Tree architectural plasticity
We first note some basic botanical concepts underlying the model of architectural development in GREENLAB. We refer readers to Barthélémy and Caraglio (2007) for a comprehensive review.
1. Tree structure organization
As explained by Barthélémy et al. (1997), the architecture of a plant can be seen as a hierarchical branching system in which the axes can be grouped into categories characterized by a particular combination of morphological parameters. Thus, the concept of physiological age (PA) was introduced to represent the different types of axes. Usually, we need less than five physiological ages to describe the axis typology in a given tree. Axis vigour decreases when physiological age increases. The main trunk is of physiological age 1, main branches are of physiological age 2, and the largest physiological age corresponds to the ultimate state of differentiation of an axis: it is usually short, without branches.

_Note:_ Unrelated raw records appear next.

//! One search trial as an explicit state machine:
//! `AwaitingSample → AwaitingSelection → Scored → Complete`.
//!
//! Training and test trials run through the same machine; they differ only
//! in the [`TrialPolicy`] (which scores are revealed and how feedback ends).

use std::time::Duration;

use serde::{Deserialize, Serialize};
use tracing::debug;

use crate::core::coord::Coord;
use crate::core::error::{GemsError, Outcome, Result};
use crate::core::landscape::Landscape;
use crate::core::layout::StimulusLayout;
use crate::core::neighborhood::SamplePolicy;
use crate::experiment::io::{
    Clock, FeedbackEntry, Frame, InputEvent, InputSource, Presenter, ScoreBoard, Stimulus,
    wait_continue, wait_timed,
};
use crate::experiment::record::{FeedbackMode, SubjectInfo, TrialRecord};

#[derive(Clone, Copy, Debug, PartialEq, Eq, Serialize, Deserialize)]
pub struct SearchParams {
    /// Chebyshev radius of the neighborhood around the quarry.
    pub radius: u32,
    pub n_search_items: usize,
    #[serde(default)]
    pub policy: SamplePolicy,
}

impl Default for SearchParams {
    fn default() -> Self {
        Self {
            radius: 8,
            n_search_items: 9,
            policy: SamplePolicy::Strict,
        }
    }
}

/// How the feedback frame ends.
#[derive(Clone, Copy, Debug, PartialEq, Eq)]
pub enum Advance {
    /// Wait for a continue signal or a click.
    OnContinue,
    /// Hold for a fixed duration.
    After(Duration),
}

#[derive(Clone, Debug, PartialEq)]
pub struct TrialPolicy {
    pub feedback: FeedbackMode,
    pub advance: Advance,
    pub iti: Duration,
    pub header: String,
    pub feedback_header: Option<String>,
}

/// Position and score across trials. Mutated once per completed selection.
#[derive(Clone, Copy, Debug, PartialEq, Eq, Serialize)]
pub struct SessionState {
    pub pos: Coord,
    pub total: i64,
    pub trials_completed: usize,
}

impl SessionState {
    pub fn new(pos: Coord) -> Self {
        Self {
            pos,
            total: 0,
            trials_completed: 0,
        }
    }

    /// The quarry moves to the chosen cell and its score is banked.
    fn apply(&mut self, selected: Coord, score: i64) {
        self.pos = selected;
        self.total += score;
        self.trials_completed += 1;
    }
}

/// Per-trial bookkeeping copied onto the record.
#[derive(Clone, Debug, PartialEq)]
pub struct TrialMeta {
    pub subject: SubjectInfo,
    pub quarry: Option<u32>,
    pub starting_pos: Option<Coord>,
    pub trial: Option<usize>,
}

#[derive(Clone, Debug, PartialEq)]
pub enum TrialState {
    AwaitingSample,
    AwaitingSelection {
        stimuli: Vec<Stimulus>,
        onset: Duration,
    },
    Scored {
        record: TrialRecord,
        stimuli: Vec<Stimulus>,
        previous_total: i64,
    },
    Complete(TrialRecord),
}

impl TrialState {
    pub fn name(&self) -> &'static str {
        match self {
            TrialState::AwaitingSample => "awaiting-sample",
            TrialState::AwaitingSelection { .. } => "awaiting-selection",
            TrialState::Scored { .. } => "scored",
            TrialState::Complete(_) => "complete",
        }
    }
}

#[derive(Clone, Debug, PartialEq)]
pub enum TrialOutcome {
    Completed(TrialRecord),
    /// Quit arrived during feedback or the ITI; the trial had been scored.
    QuitAfterScoring(TrialRecord),
    /// Quit arrived before a selection.
    Quit,
}

pub struct TrialEngine<'a, P: ?Sized, I: ?Sized, C: ?Sized> {
    pub landscape: &'a mut Landscape,
    pub layout: &'a StimulusLayout,
    pub presenter: &'a mut P,
    pub input: &'a mut I,
    pub clock: &'a C,
    pub search: SearchParams,
}

impl<P, I, C> TrialEngine<'_, P, I, C>
where
    P: Presenter + ?Sized,
    I: InputSource + ?Sized,
    C: Clock + ?Sized,
{
    pub fn run(
        &mut self,
        session: &mut SessionState,
        policy: &TrialPolicy,
        meta: &TrialMeta,
    ) -> Result<TrialOutcome> {
        let mut state = TrialState::AwaitingSample;
        loop {
            debug!("trial {:?}: {}", meta.trial, state.name());
            state = match state {
                TrialState::AwaitingSample => self.present_sample(session, policy)?,
                TrialState::AwaitingSelection { stimuli, onset } => {
                    match self.await_selection(&stimuli) {
                        Outcome::Completed((index, time)) => {
                            let rt = time.saturating_sub(onset);
                            self.score(session, meta, policy, stimuli, index, rt)?
                        }
                        Outcome::Quit => return Ok(TrialOutcome::Quit),
                    }
                }
                TrialState::Scored {
                    record,
                    stimuli,
                    previous_total,
                } => match self.feedback(&record, &stimuli, previous_total, policy)? {
                    Outcome::Completed(()) => TrialState::Complete(record),
                    Outcome::Quit => return Ok(TrialOutcome::QuitAfterScoring(record)),
                },
                TrialState::Complete(record) => return Ok(TrialOutcome::Completed(record)),
            };
        }
    }

    fn present_sample(&mut self, session: &SessionState, policy: &TrialPolicy) -> Result<TrialState> {
        let sample = self.landscape.sample_neighborhood(
            session.pos,
            self.search.radius,
            self.search.n_search_items,
            self.search.policy,
        )?;
        if sample.len() != self.layout.len() {
            return Err(GemsError::Configuration(format!(
                "sampled {} gems for {} screen slots",
                sample.len(),
                self.layout.len()
            )));
        }

        let mut stimuli = Vec::with_capacity(sample.len());
        for (coord, pos) in sample.into_iter().zip(self.layout.slots()) {
            let gabor = self.landscape.gabor(coord)?;
            stimuli.push(Stimulus {
                coord,
                pos: *pos,
                ori: gabor.ori,
                sf: gabor.sf,
                size: self.layout.stim_size(),
            });
        }

        self.presenter.present(&Frame::Search {
            header: policy.header.clone(),
            stimuli: stimuli.clone(),
            board: ScoreBoard::total(session.total),
        });
        self.presenter.flip();
        let onset = self.clock.now();
        Ok(TrialState::AwaitingSelection { stimuli, onset })
    }

    /// Clicks that miss every stimulus are ignored.
    fn await_selection(&mut self, stimuli: &[Stimulus]) -> Outcome<(usize, Duration)> {
        loop {
            match self.input.wait_event(None) {
                // Slots and stimuli are paired positionally.
                Some(InputEvent::Select { pos, time }) => match self.layout.hit_test(pos) {
                    Some(index) if index < stimuli.len() => {
                        return Outcome::Completed((index, time));
                    }
                    _ => debug!("click at ({:.1}, {:.1}) missed every stimulus", pos.x, pos.y),
                },
                Some(InputEvent::Continue) => continue,
                Some(InputEvent::Quit) | None => return Outcome::Quit,
            }
        }
    }

    fn score(
        &mut self,
        session: &mut SessionState,
        meta: &TrialMeta,
        policy: &TrialPolicy,
        stimuli: Vec<Stimulus>,
        index: usize,
        rt: Duration,
    ) -> Result<TrialState> {
        let selected = stimuli[index].coord;
        let score = self.landscape.score(selected)?;
        let pos = session.pos;
        let previous_total = session.total;
        session.apply(selected, score);
        debug!("selected {selected} score={score} total={}", session.total);

        let record = TrialRecord {
            subject: meta.subject.clone(),
            search_radius: self.search.radius,
            n_search_items: self.search.n_search_items,
            quarry: meta.quarry,
            starting_pos: meta.starting_pos,
            feedback: policy.feedback,
            trial: meta.trial,
            pos,
            stims: stimuli.iter().map(|s| s.coord).collect(),
            slots: stimuli.iter().map(|s| s.pos).collect(),
            selected,
            rt_ms: rt.as_secs_f64() * 1000.0,
            score,
            total: session.total,
        };
        Ok(TrialState::Scored {
            record,
            stimuli,
            previous_total,
        })
    }

    fn feedback(
        &mut self,
        record: &TrialRecord,
        stimuli: &[Stimulus],
        previous_total: i64,
        policy: &TrialPolicy,
    ) -> Result<Outcome<()>> {
        let entries = self.feedback_entries(record, stimuli, policy.feedback)?;
        let board = ScoreBoard {
            total: record.total,
            previous: Some(previous_total),
            delta: Some(record.score),
        };
        self.presenter.present(&Frame::Feedback {
            header: policy.feedback_header.clone(),
            stimuli: stimuli.to_vec(),
            entries,
            board,
            awaits_continue: policy.advance == Advance::OnContinue,
        });
        self.presenter.flip();

        let held = match policy.advance {
            Advance::OnContinue => wait_continue(&mut *self.input, true),
            Advance::After(duration) => wait_timed(&mut *self.input, self.clock, duration),
        };
        if held.is_quit() {
            return Ok(Outcome::Quit);
        }

        self.presenter.present(&Frame::Blank {
            board: ScoreBoard::total(record.total),
        });
        self.presenter.flip();
        Ok(wait_timed(&mut *self.input, self.clock, policy.iti))
    }

    fn feedback_entries(
        &mut self,
        record: &TrialRecord,
        stimuli: &[Stimulus],
        mode: FeedbackMode,
    ) -> Result<Vec<FeedbackEntry>> {
        let mut entries = Vec::with_capacity(stimuli.len());
        for stim in stimuli {
            let selected = stim.coord == record.selected;
            if mode == FeedbackMode::Selected && !selected {
                continue;
            }
            let score = self.landscape.score(stim.coord)?;
            entries.push(FeedbackEntry {
                coord: stim.coord,
                pos: stim.pos,
                score,
                selected,
                best: score > record.score,
            });
        }
        let beaten = entries.iter().any(|e| e.best);
        for entry in entries.iter_mut().filter(|e| e.selected) {
            entry.best = !beaten;
        }
        Ok(entries)
    }
}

In trees, a high variability between shoot structures can be observed, especially regarding the number of phytomers and the branching patterns. A growth unit is composed of phytomers of different kinds. Each one generally bears an axillary bud of a specific physiological age that will give birth to an axis of the corresponding type. This organization leads to substructure instances that repeat a lot of times in the tree structure (Fig. 3). Reiteration occurs when the physiological age of an axillary bud is the same as that of its bearing axis.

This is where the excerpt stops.